About LucidityDB
Infrastructure for AI systems that need to explain their outputs.
What LucidityDB Does
LucidityDB wraps AI model calls with instrumentation that captures why outputs were generated, not just what was generated. Every query returns structured metadata: confidence scores, reasoning chains, model attribution, and latency breakdowns.
This metadata enables debugging, auditing, and quality control for AI-powered applications.
Core Capabilities
- 1. Confidence Scoring — Each response includes calibrated confidence estimates based on model uncertainty, retrieval quality, and prompt matching.
- 2. Reasoning Traces — Step-by-step logs showing how the model processed the query, what context was retrieved, and which reasoning path was taken.
- 3. Multi-Model Routing — Automatically route queries to appropriate models based on complexity, cost, and latency requirements.

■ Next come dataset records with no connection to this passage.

use chrono::{DateTime, Utc};
use rust_decimal::Decimal;
use sea_orm::entity::prelude::*;
use serde::{Deserialize, Serialize};
use utoipa::ToSchema;

/// Order lifecycle. Only ever moves forward:
/// PENDING -> PAID | FAILED, PAID -> SHIPPED -> DELIVERED.
#[derive(
    Debug, Clone, Copy, PartialEq, Eq, Serialize, Deserialize, EnumIter, DeriveActiveEnum, ToSchema,
)]
#[sea_orm(rs_type = "String", db_type = "String(StringLen::N(20))")]
#[serde(rename_all = "UPPERCASE")]
pub enum OrderStatus {
    #[sea_orm(string_value = "PENDING")]
    Pending,
    #[sea_orm(string_value = "PAID")]
    Paid,
    #[sea_orm(string_value = "FAILED")]
    Failed,
    #[sea_orm(string_value = "SHIPPED")]
    Shipped,
    #[sea_orm(string_value = "DELIVERED")]
    Delivered,
}

impl OrderStatus {
    /// The status an administrator may move an order into from `self`.
    pub fn admin_successor(self) -> Option<OrderStatus> {
        match self {
            OrderStatus::Paid => Some(OrderStatus::Shipped),
            OrderStatus::Shipped => Some(OrderStatus::Delivered),
            _ => None,
        }
    }

    /// Statuses that count as settled revenue.
    pub fn is_settled(self) -> bool {
        matches!(
            self,
            OrderStatus::Paid | OrderStatus::Shipped | OrderStatus::Delivered
        )
    }

    pub fn as_str(&self) -> &'static str {
        match self {
            OrderStatus::Pending => "PENDING",
            OrderStatus::Paid => "PAID",
            OrderStatus::Failed => "FAILED",
            OrderStatus::Shipped => "SHIPPED",
            OrderStatus::Delivered => "DELIVERED",
        }
    }
}

impl std::fmt::Display for OrderStatus {
    fn fmt(&self, f: &mut std::fmt::Formatter<'_>) -> std::fmt::Result {
        f.write_str(self.as_str())
    }
}

impl std::str::FromStr for OrderStatus {
    type Err = String;

    fn from_str(s: &str) -> Result<Self, Self::Err> {
        match s.trim().to_ascii_uppercase().as_str() {
            "PENDING" => Ok(OrderStatus::Pending),
            "PAID" => Ok(OrderStatus::Paid),
            "FAILED" => Ok(OrderStatus::Failed),
            "SHIPPED" => Ok(OrderStatus::Shipped),
            "DELIVERED" => Ok(OrderStatus::Delivered),
            other => Err(format!("Unknown order status '{}'", other)),
        }
    }
}

#[derive(Clone, Debug, PartialEq, Eq, DeriveEntityModel, Serialize, Deserialize)]
#[sea_orm(table_name = "orders")]
pub struct Model {
    #[sea_orm(primary_key, auto_increment = false)]
    pub id: Uuid,
    pub user_id: Uuid,
    /// External transaction id shared with the payment gateway
    #[sea_orm(unique)]
    pub txn_id: String,
    pub status: OrderStatus,
    #[sea_orm(column_type = "Decimal(Some((19, 4)))")]
    pub subtotal: Decimal,
    #[sea_orm(column_type = "Decimal(Some((19, 4)))")]
    pub tax_amount: Decimal,
    #[sea_orm(column_type = "Decimal(Some((19, 4)))")]
    pub total_amount: Decimal,
    #[sea_orm(column_type = "Text")]
    pub shipping_address: String,
    pub created_at: DateTime<Utc>,
    pub updated_at: DateTime<Utc>,
}

#[derive(Copy, Clone, Debug, EnumIter, DeriveRelation)]
pub enum Relation {
    #[sea_orm(
        belongs_to = "super::user::Entity",
        from = "Column::UserId",
        to = "super::user::Column::Id"
    )]
    User,
    #[sea_orm(has_many = "super::order_item::Entity")]
    OrderItems,
    #[sea_orm(has_many = "super::payment::Entity")]
    Payments,
}

impl Related<super::user::Entity> for Entity {
    fn to() -> RelationDef {
        Relation::User.def()
    }
}

impl Related<super::order_item::Entity> for Entity {
    fn to() -> RelationDef {
        Relation::OrderItems.def()
    }
}

impl Related<super::payment::Entity> for Entity {
    fn to() -> RelationDef {
        Relation::Payments.def()
    }
}

impl ActiveModelBehavior for ActiveModel {}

- 4. Audit Trails — Complete logging of all queries, responses, and metadata for compliance and debugging.
Use Cases
Debugging AI Failures
When an AI system produces wrong output, reasoning traces show exactly where the logic failed.
Quality Monitoring
Track confidence distributions over time to detect model drift or retrieval degradation.
Compliance Auditing
Maintain complete records of AI decisions for regulatory requirements.
Cost Optimization
Route simple queries to cheaper models while reserving expensive models for complex tasks.
Technical Details
LucidityDB runs as a proxy layer between your application and AI providers. It intercepts API calls, adds instrumentation, and returns enriched responses with metadata attached.
Supports OpenAI, Anthropic, and other major providers. Available as managed service or self-hosted deployment.